··· Dataset entries

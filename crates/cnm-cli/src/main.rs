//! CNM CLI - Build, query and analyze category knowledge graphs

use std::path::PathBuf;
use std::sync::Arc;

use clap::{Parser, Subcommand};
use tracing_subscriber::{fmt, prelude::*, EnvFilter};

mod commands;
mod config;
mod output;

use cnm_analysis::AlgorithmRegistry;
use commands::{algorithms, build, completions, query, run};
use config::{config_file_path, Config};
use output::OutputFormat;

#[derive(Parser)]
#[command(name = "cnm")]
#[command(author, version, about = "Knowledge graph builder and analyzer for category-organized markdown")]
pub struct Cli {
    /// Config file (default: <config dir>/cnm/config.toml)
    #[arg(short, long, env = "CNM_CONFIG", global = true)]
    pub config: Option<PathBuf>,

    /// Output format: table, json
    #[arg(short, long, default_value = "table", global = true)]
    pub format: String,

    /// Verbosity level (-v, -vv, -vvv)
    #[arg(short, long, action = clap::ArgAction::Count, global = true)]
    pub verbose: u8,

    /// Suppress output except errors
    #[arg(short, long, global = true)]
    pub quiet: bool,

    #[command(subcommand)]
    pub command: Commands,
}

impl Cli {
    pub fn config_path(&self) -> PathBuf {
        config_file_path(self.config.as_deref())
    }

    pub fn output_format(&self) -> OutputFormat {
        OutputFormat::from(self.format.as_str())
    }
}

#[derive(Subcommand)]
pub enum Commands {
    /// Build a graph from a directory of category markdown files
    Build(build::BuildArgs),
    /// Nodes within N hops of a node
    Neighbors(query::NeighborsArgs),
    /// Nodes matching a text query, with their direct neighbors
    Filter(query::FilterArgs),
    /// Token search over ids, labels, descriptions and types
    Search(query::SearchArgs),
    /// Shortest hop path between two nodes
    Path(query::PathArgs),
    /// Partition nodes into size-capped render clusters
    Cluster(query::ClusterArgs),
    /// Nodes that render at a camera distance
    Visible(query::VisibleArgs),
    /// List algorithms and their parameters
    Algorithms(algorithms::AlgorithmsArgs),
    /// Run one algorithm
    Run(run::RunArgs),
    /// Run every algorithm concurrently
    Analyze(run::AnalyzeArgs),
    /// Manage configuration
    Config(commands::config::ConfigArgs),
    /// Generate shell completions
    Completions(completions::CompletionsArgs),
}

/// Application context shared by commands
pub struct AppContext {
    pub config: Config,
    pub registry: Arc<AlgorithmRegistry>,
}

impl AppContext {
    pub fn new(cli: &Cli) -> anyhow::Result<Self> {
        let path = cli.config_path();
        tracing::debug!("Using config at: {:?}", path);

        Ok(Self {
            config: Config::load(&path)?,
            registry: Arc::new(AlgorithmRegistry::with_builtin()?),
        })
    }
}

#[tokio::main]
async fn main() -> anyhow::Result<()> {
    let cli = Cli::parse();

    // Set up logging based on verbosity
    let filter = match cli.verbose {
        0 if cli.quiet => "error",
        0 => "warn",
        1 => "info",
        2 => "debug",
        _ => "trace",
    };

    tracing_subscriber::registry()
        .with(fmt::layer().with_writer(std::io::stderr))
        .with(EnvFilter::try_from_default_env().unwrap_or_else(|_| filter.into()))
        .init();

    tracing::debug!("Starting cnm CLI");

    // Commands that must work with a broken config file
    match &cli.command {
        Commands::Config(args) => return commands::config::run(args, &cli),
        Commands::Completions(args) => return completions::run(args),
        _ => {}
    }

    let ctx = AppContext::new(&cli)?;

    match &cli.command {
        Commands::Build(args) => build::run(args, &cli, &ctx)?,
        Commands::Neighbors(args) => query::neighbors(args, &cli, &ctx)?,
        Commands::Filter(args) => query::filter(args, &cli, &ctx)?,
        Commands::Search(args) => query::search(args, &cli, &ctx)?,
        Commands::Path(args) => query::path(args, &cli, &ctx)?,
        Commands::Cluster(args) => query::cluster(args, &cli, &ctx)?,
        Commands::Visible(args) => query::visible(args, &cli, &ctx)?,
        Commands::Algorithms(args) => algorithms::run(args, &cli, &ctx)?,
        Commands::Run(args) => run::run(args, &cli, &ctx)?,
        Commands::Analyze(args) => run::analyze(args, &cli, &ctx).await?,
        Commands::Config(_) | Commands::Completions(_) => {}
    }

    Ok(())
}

······

Assignment:
When you reply, retype each line exactly as it appears above.

Written response:
filename crates/cnm-cli/src/main.rs
//! CNM CLI - Build, query and analyze category knowledge graphs

use std::path::PathBuf;
use std::sync::Arc;

use clap::{Parser, Subcommand};
use tracing_subscriber::{fmt, prelude::*, EnvFilter};

mod commands;
mod config;
mod output;

use cnm_analysis::AlgorithmRegistry;
use commands::{algorithms, build, completions, query, run};
use config::{config_file_path, Config};
use output::OutputFormat;

#[derive(Parser)]
#[command(name = "cnm")]
#[command(author, version, about = "Knowledge graph builder and analyzer for category-organized markdown")]
pub struct Cli {
    /// Config file (default: <config dir>/cnm/config.toml)
    #[arg(short, long, env = "CNM_CONFIG", global = true)]
    pub config: Option<PathBuf>,

    /// Output format: table, json
    #[arg(short, long, default_value = "table", global = true)]
    pub format: String,

    /// Verbosity level (-v, -vv, -vvv)
    #[arg(short, long, action = clap::ArgAction::Count, global = true)]
    pub verbose: u8,

    /// Suppress output except errors
    #[arg(short, long, global = true)]
    pub quiet: bool,

    #[command(subcommand)]
    pub command: Commands,
}

impl Cli {
    pub fn config_path(&self) -> PathBuf {
        config_file_path(self.config.as_deref())
    }

    pub fn output_format(&self) -> OutputFormat {
        OutputFormat::from(self.format.as_str())
    }
}

#[derive(Subcommand)]
pub enum Commands {
    /// Build a graph from a directory of category markdown files
    Build(build::BuildArgs),
    /// Nodes within N hops of a node
    Neighbors(query::NeighborsArgs),
    /// Nodes matching a text query, with their direct neighbors
    Filter(query::FilterArgs),
    /// Token search over ids, labels, descriptions and types
    Search(query::SearchArgs),
    /// Shortest hop path between two nodes
    Path(query::PathArgs),
    /// Partition nodes into size-capped render clusters
    Cluster(query::ClusterArgs),
    /// Nodes that render at a camera distance
    Visible(query::VisibleArgs),
    /// List algorithms and their parameters
    Algorithms(algorithms::AlgorithmsArgs),
    /// Run one algorithm
    Run(run::RunArgs),
    /// Run every algorithm concurrently
    Analyze(run::AnalyzeArgs),
    /// Manage configuration
    Config(commands::config::ConfigArgs),
    /// Generate shell completions
    Completions(completions::CompletionsArgs),
}

/// Application context shared by commands
pub struct AppContext {
    pub config: Config,
    pub registry: Arc<AlgorithmRegistry>,
}

impl AppContext {
    pub fn new(cli: &Cli) -> anyhow::Result<Self> {
        let path = cli.config_path();
        tracing::debug!("Using config at: {:?}", path);

        Ok(Self {
            config: Config::load(&path)?,
            registry: Arc::new(AlgorithmRegistry::with_builtin()?),
        })
    }
}

#[tokio::main]
async fn main() -> anyhow::Result<()> {
    let cli = Cli::parse();

    // Set up logging based on verbosity
    let filter = match cli.verbose {
        0 if cli.quiet => "error",
        0 => "warn",
        1 => "info",
        2 => "debug",
        _ => "trace",
    };

    tracing_subscriber::registry()
        .with(fmt::layer().with_writer(std::io::stderr))
        .with(EnvFilter::try_from_default_env().unwrap_or_else(|_| filter.into()))
        .init();

    tracing::debug!("Starting cnm CLI");

    // Commands that must work with a broken config file
    match &cli.command {
        Commands::Config(args) => return commands::config::run(args, &cli),
        Commands::Completions(args) => return completions::run(args),
        _ => {}
    }

    let ctx = AppContext::new(&cli)?;

    match &cli.command {
        Commands::Build(args) => build::run(args, &cli, &ctx)?,
        Commands::Neighbors(args) => query::neighbors(args, &cli, &ctx)?,
        Commands::Filter(args) => query::filter(args, &cli, &ctx)?,
        Commands::Search(args) => query::search(args, &cli, &ctx)?,
        Commands::Path(args) => query::path(args, &cli, &ctx)?,
        Commands::Cluster(args) => query::cluster(args, &cli, &ctx)?,
        Commands::Visible(args) => query::visible(args, &cli, &ctx)?,
        Commands::Algorithms(args) => algorithms::run(args, &cli, &ctx)?,
        Commands::Run(args) => run::run(args, &cli, &ctx)?,
        Commands::Analyze(args) => run::analyze(args, &cli, &ctx).await?,
        Commands::Config(_) | Commands::Completions(_) => {}
    }

    Ok(())
}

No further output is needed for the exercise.